• The task:
Copy the records exactly. Every line must match.

------------------------------

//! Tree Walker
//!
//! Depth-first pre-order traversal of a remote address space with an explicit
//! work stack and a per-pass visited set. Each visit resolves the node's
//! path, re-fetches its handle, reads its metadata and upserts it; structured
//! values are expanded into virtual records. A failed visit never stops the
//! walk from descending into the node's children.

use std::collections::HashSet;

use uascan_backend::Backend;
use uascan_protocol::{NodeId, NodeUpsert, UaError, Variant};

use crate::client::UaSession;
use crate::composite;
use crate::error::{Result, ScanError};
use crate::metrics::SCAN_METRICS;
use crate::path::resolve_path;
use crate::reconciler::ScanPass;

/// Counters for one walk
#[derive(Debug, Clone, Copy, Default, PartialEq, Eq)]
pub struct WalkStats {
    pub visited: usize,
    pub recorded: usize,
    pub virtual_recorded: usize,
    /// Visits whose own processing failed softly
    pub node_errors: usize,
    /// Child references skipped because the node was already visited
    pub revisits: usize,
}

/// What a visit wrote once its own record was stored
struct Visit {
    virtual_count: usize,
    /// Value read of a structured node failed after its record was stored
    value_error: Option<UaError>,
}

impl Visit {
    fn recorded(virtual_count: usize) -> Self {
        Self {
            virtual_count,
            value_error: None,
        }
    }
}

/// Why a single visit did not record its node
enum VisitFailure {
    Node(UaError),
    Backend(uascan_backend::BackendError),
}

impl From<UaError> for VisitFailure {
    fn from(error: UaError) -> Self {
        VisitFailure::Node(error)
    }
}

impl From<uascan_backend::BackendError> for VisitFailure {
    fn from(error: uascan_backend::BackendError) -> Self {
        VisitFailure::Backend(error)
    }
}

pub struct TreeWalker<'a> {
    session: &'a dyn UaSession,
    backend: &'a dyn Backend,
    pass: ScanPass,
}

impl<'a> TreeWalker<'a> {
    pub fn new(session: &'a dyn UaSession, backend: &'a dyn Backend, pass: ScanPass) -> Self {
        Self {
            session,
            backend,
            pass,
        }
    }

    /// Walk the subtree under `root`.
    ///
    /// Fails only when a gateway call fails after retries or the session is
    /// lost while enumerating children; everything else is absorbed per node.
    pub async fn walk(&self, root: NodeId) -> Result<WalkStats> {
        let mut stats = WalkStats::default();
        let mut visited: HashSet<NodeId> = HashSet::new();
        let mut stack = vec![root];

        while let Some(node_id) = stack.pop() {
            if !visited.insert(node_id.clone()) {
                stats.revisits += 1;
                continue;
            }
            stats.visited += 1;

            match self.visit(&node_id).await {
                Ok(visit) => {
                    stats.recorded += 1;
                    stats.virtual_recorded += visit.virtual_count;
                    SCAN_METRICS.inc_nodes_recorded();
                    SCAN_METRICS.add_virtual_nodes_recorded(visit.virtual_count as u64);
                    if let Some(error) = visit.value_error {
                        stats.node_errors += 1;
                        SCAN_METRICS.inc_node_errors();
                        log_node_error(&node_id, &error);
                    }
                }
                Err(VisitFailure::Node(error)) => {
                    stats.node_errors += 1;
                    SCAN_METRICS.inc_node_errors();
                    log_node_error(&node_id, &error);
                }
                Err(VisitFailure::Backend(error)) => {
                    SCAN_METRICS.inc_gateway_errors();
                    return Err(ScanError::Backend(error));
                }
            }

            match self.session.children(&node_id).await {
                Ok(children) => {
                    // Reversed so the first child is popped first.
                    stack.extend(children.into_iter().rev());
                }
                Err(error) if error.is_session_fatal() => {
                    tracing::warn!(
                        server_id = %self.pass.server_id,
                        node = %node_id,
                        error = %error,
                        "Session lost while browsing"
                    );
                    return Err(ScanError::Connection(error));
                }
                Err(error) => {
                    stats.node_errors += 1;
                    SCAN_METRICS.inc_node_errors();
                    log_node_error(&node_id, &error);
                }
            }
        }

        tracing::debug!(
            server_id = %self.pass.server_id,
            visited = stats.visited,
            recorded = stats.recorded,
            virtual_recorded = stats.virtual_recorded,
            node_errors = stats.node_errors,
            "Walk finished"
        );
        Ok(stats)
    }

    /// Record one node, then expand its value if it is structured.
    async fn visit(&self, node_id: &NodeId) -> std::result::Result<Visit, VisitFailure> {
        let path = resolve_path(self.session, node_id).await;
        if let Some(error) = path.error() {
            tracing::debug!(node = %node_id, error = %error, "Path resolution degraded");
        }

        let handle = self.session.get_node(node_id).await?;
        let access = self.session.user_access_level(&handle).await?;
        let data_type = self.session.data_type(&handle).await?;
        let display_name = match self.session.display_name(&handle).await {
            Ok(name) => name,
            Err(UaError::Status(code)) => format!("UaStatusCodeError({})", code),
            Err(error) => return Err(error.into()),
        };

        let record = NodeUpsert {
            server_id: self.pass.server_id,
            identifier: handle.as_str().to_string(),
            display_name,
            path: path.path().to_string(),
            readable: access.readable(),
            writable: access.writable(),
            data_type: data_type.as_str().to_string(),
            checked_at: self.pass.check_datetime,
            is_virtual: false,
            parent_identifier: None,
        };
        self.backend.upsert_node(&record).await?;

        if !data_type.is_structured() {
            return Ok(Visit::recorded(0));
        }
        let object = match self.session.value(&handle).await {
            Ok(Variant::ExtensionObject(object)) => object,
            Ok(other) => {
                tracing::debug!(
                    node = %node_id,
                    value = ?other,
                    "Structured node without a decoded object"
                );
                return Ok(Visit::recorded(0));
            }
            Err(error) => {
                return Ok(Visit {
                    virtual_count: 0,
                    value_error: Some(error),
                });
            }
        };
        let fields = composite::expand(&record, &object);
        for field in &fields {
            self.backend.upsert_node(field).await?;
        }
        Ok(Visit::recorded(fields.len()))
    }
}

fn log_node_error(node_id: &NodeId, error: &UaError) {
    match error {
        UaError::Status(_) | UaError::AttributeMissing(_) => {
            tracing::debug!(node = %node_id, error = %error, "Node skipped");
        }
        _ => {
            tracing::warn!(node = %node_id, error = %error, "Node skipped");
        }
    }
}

------------------------------

• Reply:
//! Tree Walker
//!
//! Depth-first pre-order traversal of a remote address space with an explicit
//! work stack and a per-pass visited set. Each visit resolves the node's
//! path, re-fetches its handle, reads its metadata and upserts it; structured
//! values are expanded into virtual records. A failed visit never stops the
//! walk from descending into the node's children.

use std::collections::HashSet;

use uascan_backend::Backend;
use uascan_protocol::{NodeId, NodeUpsert, UaError, Variant};

use crate::client::UaSession;
use crate::composite;
use crate::error::{Result, ScanError};
use crate::metrics::SCAN_METRICS;
use crate::path::resolve_path;
use crate::reconciler::ScanPass;

/// Counters for one walk
#[derive(Debug, Clone, Copy, Default, PartialEq, Eq)]
pub struct WalkStats {
    pub visited: usize,
    pub recorded: usize,
    pub virtual_recorded: usize,
    /// Visits whose own processing failed softly
    pub node_errors: usize,
    /// Child references skipped because the node was already visited
    pub revisits: usize,
}

/// What a visit wrote once its own record was stored
struct Visit {
    virtual_count: usize,
    /// Value read of a structured node failed after its record was stored
    value_error: Option<UaError>,
}

impl Visit {
    fn recorded(virtual_count: usize) -> Self {
        Self {
            virtual_count,
            value_error: None,
        }
    }
}

/// Why a single visit did not record its node
enum VisitFailure {
    Node(UaError),
    Backend(uascan_backend::BackendError),
}

impl From<UaError> for VisitFailure {
    fn from(error: UaError) -> Self {
        VisitFailure::Node(error)
    }
}

impl From<uascan_backend::BackendError> for VisitFailure {
    fn from(error: uascan_backend::BackendError) -> Self {
        VisitFailure::Backend(error)
    }
}

pub struct TreeWalker<'a> {
    session: &'a dyn UaSession,
    backend: &'a dyn Backend,
    pass: ScanPass,
}

impl<'a> TreeWalker<'a> {
    pub fn new(session: &'a dyn UaSession, backend: &'a dyn Backend, pass: ScanPass) -> Self {
        Self {
            session,
            backend,
            pass,
        }
    }

    /// Walk the subtree under `root`.
    ///
    /// Fails only when a gateway call fails after retries or the session is
    /// lost while enumerating children; everything else is absorbed per node.
    pub async fn walk(&self, root: NodeId) -> Result<WalkStats> {
        let mut stats = WalkStats::default();
        let mut visited: HashSet<NodeId> = HashSet::new();
        let mut stack = vec![root];

        while let Some(node_id) = stack.pop() {
            if !visited.insert(node_id.clone()) {
                stats.revisits += 1;
                continue;
            }
            stats.visited += 1;

            match self.visit(&node_id).await {
                Ok(visit) => {
                    stats.recorded += 1;
                    stats.virtual_recorded += visit.virtual_count;
                    SCAN_METRICS.inc_nodes_recorded();
                    SCAN_METRICS.add_virtual_nodes_recorded(visit.virtual_count as u64);
                    if let Some(error) = visit.value_error {
                        stats.node_errors += 1;
                        SCAN_METRICS.inc_node_errors();
                        log_node_error(&node_id, &error);
                    }
                }
                Err(VisitFailure::Node(error)) => {
                    stats.node_errors += 1;
                    SCAN_METRICS.inc_node_errors();
                    log_node_error(&node_id, &error);
                }
                Err(VisitFailure::Backend(error)) => {
                    SCAN_METRICS.inc_gateway_errors();
                    return Err(ScanError::Backend(error));
                }
            }

            match self.session.children(&node_id).await {
                Ok(children) => {
                    // Reversed so the first child is popped first.
                    stack.extend(children.into_iter().rev());
                }
                Err(error) if error.is_session_fatal() => {
                    tracing::warn!(
                        server_id = %self.pass.server_id,
                        node = %node_id,
                        error = %error,
                        "Session lost while browsing"
                    );
                    return Err(ScanError::Connection(error));
                }
                Err(error) => {
                    stats.node_errors += 1;
                    SCAN_METRICS.inc_node_errors();
                    log_node_error(&node_id, &error);
                }
            }
        }

        tracing::debug!(
            server_id = %self.pass.server_id,
            visited = stats.visited,
            recorded = stats.recorded,
            virtual_recorded = stats.virtual_recorded,
            node_errors = stats.node_errors,
            "Walk finished"
        );
        Ok(stats)
    }

    /// Record one node, then expand its value if it is structured.
    async fn visit(&self, node_id: &NodeId) -> std::result::Result<Visit, VisitFailure> {
        let path = resolve_path(self.session, node_id).await;
        if let Some(error) = path.error() {
            tracing::debug!(node = %node_id, error = %error, "Path resolution degraded");
        }

        let handle = self.session.get_node(node_id).await?;
        let access = self.session.user_access_level(&handle).await?;
        let data_type = self.session.data_type(&handle).await?;
        let display_name = match self.session.display_name(&handle).await {
            Ok(name) => name,
            Err(UaError::Status(code)) => format!("UaStatusCodeError({})", code),
            Err(error) => return Err(error.into()),
        };

        let record = NodeUpsert {
            server_id: self.pass.server_id,
            identifier: handle.as_str().to_string(),
            display_name,
            path: path.path().to_string(),
            readable: access.readable(),
            writable: access.writable(),
            data_type: data_type.as_str().to_string(),
            checked_at: self.pass.check_datetime,
            is_virtual: false,
            parent_identifier: None,
        };
        self.backend.upsert_node(&record).await?;

        if !data_type.is_structured() {
            return Ok(Visit::recorded(0));
        }
        let object = match self.session.value(&handle).await {
            Ok(Variant::ExtensionObject(object)) => object,
            Ok(other) => {
                tracing::debug!(
                    node = %node_id,
                    value = ?other,
                    "Structured node without a decoded object"
                );
                return Ok(Visit::recorded(0));
            }
            Err(error) => {
                return Ok(Visit {
                    virtual_count: 0,
                    value_error: Some(error),
                });
            }
        };
        let fields = composite::expand(&record, &object);
        for field in &fields {
            self.backend.upsert_node(field).await?;
        }
        Ok(Visit::recorded(fields.len()))
    }
}

fn log_node_error(node_id: &NodeId, error: &UaError) {
    match error {
        UaError::Status(_) | UaError::AttributeMissing(_) => {
            tracing::debug!(node = %node_id, error = %error, "Node skipped");
        }
        _ => {
            tracing::warn!(node = %node_id, error = %error, "Node skipped");
        }
    }
}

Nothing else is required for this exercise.